Gold rose 2.8% to $4,339 per ounce on Monday morning, continuing a three-session advance that has added nearly $200 to the spot price since last Wednesday. The move defied the conventional playbook — equities surged, oil crashed, and risk appetite returned — yet the metal that is supposed to sell off in a risk-on tape kept climbing.
The explanation is simpler than the contradiction suggests. The US-Iran deal announced Sunday is a framework, not a final agreement. The memorandum of understanding covers 14 points, but several key issues remain subject to 60 days of additional negotiation. A formal signing ceremony is set for June 19 in Switzerland, and markets have already seen a ceasefire collapse in April. Gold is pricing in the possibility that this deal follows the same trajectory.
The Inflation Hedge Still Works
Beyond geopolitical hedging, gold's bid reflects a structural inflation story that has not changed. Year-over-year CPI sits at 4.2%, well above the Fed's 2% target. The University of Michigan's preliminary June survey showed year-ahead inflation expectations edging down only modestly to 4.6% from 4.8%. Even with oil dropping to $80, gasoline prices remain elevated relative to pre-war levels, and the Energy Department has warned that supply normalization from the Hormuz reopening will take months.
The Fed enters its meeting Tuesday with rates at 3.50%–3.75%, and market pricing on Polymarket implies a 65% probability that Warsh holds steady Wednesday. Real rates remain slightly positive, but not enough to compete with gold's momentum when inflation expectations are sticky and geopolitical risk is binary. Central bank buying, which has been a persistent tailwind since 2023, continues to support prices in the $4,000-plus range.
What the Yield Curve Says
The 10-year Treasury at 4.42% and the 2-year at 4.09% maintain a 40-basis-point positive spread, consistent with the market pricing in persistent inflation and no near-term rate cuts. Gold tends to outperform when the curve is positively sloped and inflation-adjusted yields are low, and that is exactly the regime traders are operating in now.
The 30-year yield at 4.97% tells a longer story — the bond market expects the Fed to eventually lose its battle with sticky prices, or at minimum, expects Treasury issuance to keep long-end supply heavy. Either reading is gold-positive.

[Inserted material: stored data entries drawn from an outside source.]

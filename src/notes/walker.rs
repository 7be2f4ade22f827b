//! Paginated retrieval of the commits between two SHAs.
use log::*;

use crate::{
    config::GithubApiConfig,
    error::Result,
    forge::{
        config::DEFAULT_PAGE_SIZE,
        traits::Forge,
        types::{Commit, GetCommitRequest, ListCommitsRequest},
    },
};

async fn get_commit(
    forge: &dyn Forge,
    sha: &str,
    config: &GithubApiConfig,
) -> Result<Commit> {
    config.ensure_active()?;

    forge
        .get_commit(GetCommitRequest {
            org: config.org.clone(),
            repo: config.repo.clone(),
            sha: sha.to_string(),
        })
        .await
}

/// Lists every commit on the configured branch committed between the
/// `start` and `end` commits. Failing to resolve either boundary is fatal.
pub async fn list_commits(
    forge: &dyn Forge,
    start: &str,
    end: &str,
    config: &GithubApiConfig,
) -> Result<Vec<Commit>> {
    let start_commit = get_commit(forge, start, config).await?;
    let end_commit = get_commit(forge, end, config).await?;

    info!(
        "listing commits on {}/{}@{} between {} and {}",
        config.org,
        config.repo,
        config.branch,
        start_commit.committed_at,
        end_commit.committed_at
    );

    let mut req = ListCommitsRequest {
        org: config.org.clone(),
        repo: config.repo.clone(),
        branch: config.branch.clone(),
        since: start_commit.committed_at,
        until: end_commit.committed_at,
        page: 1,
        per_page: DEFAULT_PAGE_SIZE,
    };

    config.ensure_active()?;
    let first = forge.list_commits(req.clone()).await?;
    let last_page = first.last_page;
    let mut commits = first.commits;

    req.page += 1;

    while req.page <= last_page {
        debug!("fetching commit page {} of {last_page}", req.page);
        config.ensure_active()?;
        let page = forge.list_commits(req.clone()).await?;
        commits.extend(page.commits);
        req.page += 1;
    }

    info!("found {} commits", commits.len());

    Ok(commits)
}
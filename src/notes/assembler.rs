//! Builds fully contextualized release notes from individual commits.
use log::*;

use crate::{
    config::{GithubApiConfig, NoteSource},
    error::{ReleaseNotesError, Result},
    forge::{
        traits::Forge,
        types::{Commit, GetIssueRequest, GetPrRequest, Issue, PullRequest},
    },
    notes::{
        ReleaseNote,
        filter::{
            PR_NUMBER_REGEX, issue_numbers_from_commit, pr_number_from_commit,
        },
        labels::{self, has_string, prettify_sig_list},
        text::note_text_from_string,
    },
};

const FEATURE_KIND: &str = "feature";
const BUG_LABEL: &str = "bug";

/// Fetch the pull request a commit was merged from.
pub async fn pr_from_commit(
    forge: &dyn Forge,
    commit: &Commit,
    config: &GithubApiConfig,
) -> Result<PullRequest> {
    let number = pr_number_from_commit(commit)?;

    config.ensure_active()?;

    forge
        .get_pull_request(GetPrRequest {
            org: config.org.clone(),
            repo: config.repo.clone(),
            number,
        })
        .await
}

/// Fetch an issue by number.
pub async fn get_issue(
    forge: &dyn Forge,
    number: u64,
    config: &GithubApiConfig,
) -> Result<Issue> {
    config.ensure_active()?;

    forge
        .get_issue(GetIssueRequest {
            org: config.org.clone(),
            repo: config.repo.clone(),
            number,
        })
        .await
}

/// Note text taken from the commit title, without the `(#123)` marker.
pub fn note_text_from_commit(commit: &Commit) -> String {
    PR_NUMBER_REGEX
        .replace_all(commit.title(), "")
        .trim()
        .to_string()
}

/// Produce a release note for a single commit. Any failure is wrapped with
/// the commit SHA.
pub async fn release_note_from_commit(
    forge: &dyn Forge,
    commit: &Commit,
    config: &GithubApiConfig,
) -> Result<ReleaseNote> {
    assemble(forge, commit, config)
        .await
        .map_err(|err| ReleaseNotesError::commit(&commit.sha, err))
}

async fn assemble(
    forge: &dyn Forge,
    commit: &Commit,
    config: &GithubApiConfig,
) -> Result<ReleaseNote> {
    let pr = pr_from_commit(forge, commit, config).await?;

    // a commit without issue references is fine, a failed lookup is not
    let issue = match issue_numbers_from_commit(commit) {
        Ok(numbers) => match numbers.first() {
            Some(number) => {
                debug!("commit {} references issue #{number}", commit.sha);
                Some(get_issue(forge, *number, config).await?)
            }
            None => None,
        },
        Err(err) if err.is_no_match() => None,
        Err(err) => return Err(err),
    };

    let text = match config.note_source {
        NoteSource::CommitTitle => note_text_from_commit(commit),
        NoteSource::PullRequestBody => note_text_from_string(&pr.body)?,
    };

    Ok(build_release_note(commit, &pr, issue.as_ref(), text, config))
}

/// Classify and render a note from already resolved inputs.
pub fn build_release_note(
    commit: &Commit,
    pr: &PullRequest,
    issue: Option<&Issue>,
    text: String,
    config: &GithubApiConfig,
) -> ReleaseNote {
    let kinds = labels::kinds(&pr.labels);
    let sigs = labels::sigs(&pr.labels);

    let feature = if has_string(&kinds, FEATURE_KIND) {
        true
    } else if let Some(issue) = issue {
        !has_string(&issue.labels, BUG_LABEL)
    } else {
        false
    };

    let mut areas = labels::areas(&pr.labels);
    if areas.is_empty()
        && let Some(issue) = issue
    {
        areas = labels::areas(&issue.labels);
    }

    let action_required = labels::is_action_required(pr);
    let duplicate = !(action_required || feature) && sigs.len() > 1;

    let author = pr.author_login.clone();
    let author_url = config.author_url(&author);
    let pr_url = config.pr_url(pr.number);

    let mut markdown = format!(
        "{text} ([#{}]({pr_url}), [@{author}]({author_url}))",
        pr.number
    );

    if (action_required || feature) && !sigs.is_empty() {
        markdown = format!("{markdown} Courtesy of {}", prettify_sig_list(&sigs));
    }

    ReleaseNote {
        commit: commit.sha.clone(),
        text,
        markdown,
        author,
        author_url,
        pr_url,
        pr_number: pr.number,
        areas,
        kinds,
        sigs,
        feature,
        duplicate,
        action_required,
    }
}
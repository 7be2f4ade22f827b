//! Release note extraction.
//!
//! Walks a commit range, keeps the commits whose pull requests carry a
//! release note, and turns each of them into a [`ReleaseNote`] classified by
//! its area, kind and SIG labels.

use log::*;
use serde::Serialize;
use std::collections::HashSet;

use crate::{
    config::{ApiOptions, GithubApiConfig},
    error::Result,
    forge::{traits::Forge, types::Commit},
};

pub mod assembler;
pub mod filter;
pub mod labels;
pub mod text;
pub mod walker;

/// Note text marking a commit that deliberately has no release note.
const NO_NOTE_TEXT: &str = "NONE";

/// Everything gathered about a single release note.
#[derive(Debug, Clone, PartialEq, Serialize)]
pub struct ReleaseNote {
    /// SHA of the commit this note was extracted from.
    pub commit: String,
    /// The content of the release note
    pub text: String,
    /// The note rendered as a markdown line
    pub markdown: String,
    /// GitHub login of the pull request author
    pub author: String,
    pub author_url: String,
    pub pr_url: String,
    pub pr_number: u64,
    /// Suffixes of the `area/` labels
    #[serde(skip_serializing_if = "Vec::is_empty")]
    pub areas: Vec<String>,
    /// Suffixes of the `kind/` labels
    #[serde(skip_serializing_if = "Vec::is_empty")]
    pub kinds: Vec<String>,
    /// Suffixes of the `sig/` labels
    #[serde(skip_serializing_if = "Vec::is_empty")]
    pub sigs: Vec<String>,
    /// Whether the note appears as a new feature
    #[serde(skip_serializing_if = "std::ops::Not::not")]
    pub feature: bool,
    /// Whether the note is duplicated across SIGs
    #[serde(skip_serializing_if = "std::ops::Not::not")]
    pub duplicate: bool,
    /// Whether the pull request carries the action required label
    #[serde(skip_serializing_if = "std::ops::Not::not")]
    pub action_required: bool,
}

/// Lists the commits between `start` and `end` whose pull requests carry a
/// release note. Commits without a resolvable pull request are skipped.
pub async fn list_commits_with_notes(
    forge: &dyn Forge,
    start: &str,
    end: &str,
    config: &GithubApiConfig,
) -> Result<Vec<Commit>> {
    let commits = walker::list_commits(forge, start, end, config).await?;

    let mut filtered = vec![];

    for commit in commits {
        let pr = match assembler::pr_from_commit(forge, &commit, config).await
        {
            Ok(pr) => pr,
            Err(err) if err.is_no_match() => {
                info!("no PR found for {}: {}", commit.sha, commit.title());
                continue;
            }
            Err(err) if err.is_recoverable() => {
                error!("failed to get PR for commit {}: {err}", commit.sha);
                continue;
            }
            Err(err) => return Err(err),
        };

        if !filter::has_release_note(&pr.body) {
            info!("excluding {}: {}", commit.sha, commit.title());
            continue;
        }

        filtered.push(commit);
    }

    info!("{} commits with release notes", filtered.len());

    Ok(filtered)
}

/// Produces fully contextualized release notes for the commits between
/// `start` and `end`, in commit order. Bot commits, `NONE` notes and notes
/// whose text was already seen are dropped. A commit that fails to resolve is
/// logged and skipped.
pub async fn list_release_notes(
    forge: &dyn Forge,
    start: &str,
    end: &str,
    options: &ApiOptions,
) -> Result<Vec<ReleaseNote>> {
    let config = GithubApiConfig::from_options(options);

    let commits = list_commits_with_notes(forge, start, end, &config).await?;

    let mut seen: HashSet<String> = HashSet::new();
    let mut notes = vec![];

    for commit in commits {
        if config.is_bot(commit.author_login()) {
            debug!("skipping bot commit {}", commit.sha);
            continue;
        }

        let note = match assembler::release_note_from_commit(
            forge, &commit, &config,
        )
        .await
        {
            Ok(note) => note,
            Err(err) if err.is_recoverable() => {
                error!(
                    "error getting the release note from commit {}: {err}",
                    commit.sha
                );
                continue;
            }
            Err(err) => return Err(err),
        };

        if note.text.trim() == NO_NOTE_TEXT {
            continue;
        }

        if seen.insert(note.text.clone()) {
            notes.push(note);
        } else {
            debug!("dropping duplicate note from {}: {}", note.commit, note.text);
        }
    }

    Ok(notes)
}
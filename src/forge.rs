//! Access to the remote repository host.
//!
//! The notes pipeline only needs to fetch commits, pull requests and
//! issues, expressed by the [`traits::Forge`] trait. [`github::Github`]
//! implements it on top of the GitHub REST API.

/// Connection configuration for the GitHub API.
pub mod config;

/// GitHub API client implementation.
pub mod github;

/// The collaborator interface consumed by the notes pipeline.
pub mod traits;

/// Commits, pull requests, issues and the requests used to fetch them.
pub mod types;
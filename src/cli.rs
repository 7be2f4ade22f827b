//! CLI argument parsing and run configuration.
use clap::{Parser, ValueEnum};
use secrecy::SecretString;
use std::{env, path::PathBuf};

use crate::{
    config::{ApiOptions, DEFAULT_API_URL, Settings},
    error::{ReleaseNotesError, Result},
    forge::config::RemoteConfig,
};

/// Output format of the generated release notes.
#[derive(Debug, Clone, Copy, Default, PartialEq, Eq, ValueEnum)]
pub enum OutputFormat {
    /// Markdown document grouped by category.
    #[default]
    Markdown,
    /// JSON array of release notes.
    Json,
}

/// Generate release notes for a range of commits of a GitHub repository.
#[derive(Parser, Debug, Default)]
#[command(version, about, long_about = None)]
pub struct Args {
    #[arg(long, default_value = "")]
    /// GitHub personal access token (required). Falls back to GITHUB_TOKEN
    /// env var.
    pub github_token: String,

    #[arg(long, default_value = "")]
    /// The commit hash to start at. Falls back to START_SHA env var.
    pub start_sha: String,

    #[arg(long, default_value = "")]
    /// The commit hash to end at. Falls back to END_SHA env var.
    pub end_sha: String,

    #[arg(long)]
    /// GitHub organization owning the repository.
    pub org: Option<String>,

    #[arg(long)]
    /// GitHub repository name.
    pub repo: Option<String>,

    #[arg(long)]
    /// Branch whose history is walked.
    pub branch: Option<String>,

    #[arg(long)]
    /// GitHub API base URL, for GitHub Enterprise installs.
    pub api_url: Option<String>,

    #[arg(long)]
    /// TOML settings file. Defaults to release-notes.toml when present.
    pub config: Option<PathBuf>,

    #[arg(long, value_enum, default_value_t = OutputFormat::Markdown)]
    /// Output format.
    pub format: OutputFormat,

    #[arg(long, default_value_t = false)]
    /// Enable debug logging.
    pub debug: bool,
}

/// Everything needed for one run, validated.
#[derive(Debug)]
pub struct RunConfig {
    pub remote: RemoteConfig,
    pub start_sha: String,
    pub end_sha: String,
    pub options: ApiOptions,
    pub template: Option<String>,
    pub format: OutputFormat,
}

/// Use `value` when set, otherwise the environment variable `var`.
fn with_env_fallback(value: &str, var: &str) -> String {
    if value.is_empty()
        && let Ok(env_value) = env::var(var)
    {
        return env_value;
    }
    value.to_string()
}

impl Args {
    /// Merge CLI arguments, environment variables and settings file into a
    /// [`RunConfig`]. Arguments take precedence over the settings file.
    pub fn resolve(&self, settings: Settings) -> Result<RunConfig> {
        let token = with_env_fallback(&self.github_token, "GITHUB_TOKEN");
        if token.is_empty() {
            return Err(ReleaseNotesError::invalid_args(
                "GitHub token must be set via --github-token or $GITHUB_TOKEN",
            ));
        }

        let start_sha = with_env_fallback(&self.start_sha, "START_SHA");
        if start_sha.is_empty() {
            return Err(ReleaseNotesError::invalid_args(
                "the starting commit hash must be set via --start-sha or $START_SHA",
            ));
        }

        let end_sha = with_env_fallback(&self.end_sha, "END_SHA");
        if end_sha.is_empty() {
            return Err(ReleaseNotesError::invalid_args(
                "the ending commit hash must be set via --end-sha or $END_SHA",
            ));
        }

        let api_url = self
            .api_url
            .clone()
            .or(settings.api_url)
            .unwrap_or_else(|| DEFAULT_API_URL.to_string());

        url::Url::parse(&api_url).map_err(|e| {
            ReleaseNotesError::invalid_args(format!(
                "invalid api url {api_url}: {e}"
            ))
        })?;

        let options = ApiOptions {
            context: None,
            organization: self.org.clone().or(settings.organization),
            repository: self.repo.clone().or(settings.repository),
            branch: self.branch.clone().or(settings.branch),
            web_url: settings.web_url,
            bot_logins: settings.bot_logins,
            note_source: settings.note_source,
        };

        Ok(RunConfig {
            remote: RemoteConfig {
                api_url,
                token: SecretString::from(token),
            },
            start_sha,
            end_sha,
            options,
            template: settings.template,
            format: self.format,
        })
    }
}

Traders should watch $4,400 as the next resistance level. A break above it on a failed Iran signing ceremony Friday would open the path to $4,500. Conversely, if the signing goes smoothly and oil continues to fall, a pullback to the $4,200 support zone is likely. The FOMC statement Wednesday — specifically any language shift on inflation bias — will be the intraday catalyst. A hawkish surprise from Warsh could cap gold temporarily, but the bigger trade is whether the Iran deal holds. Gold is telling you the market has doubts.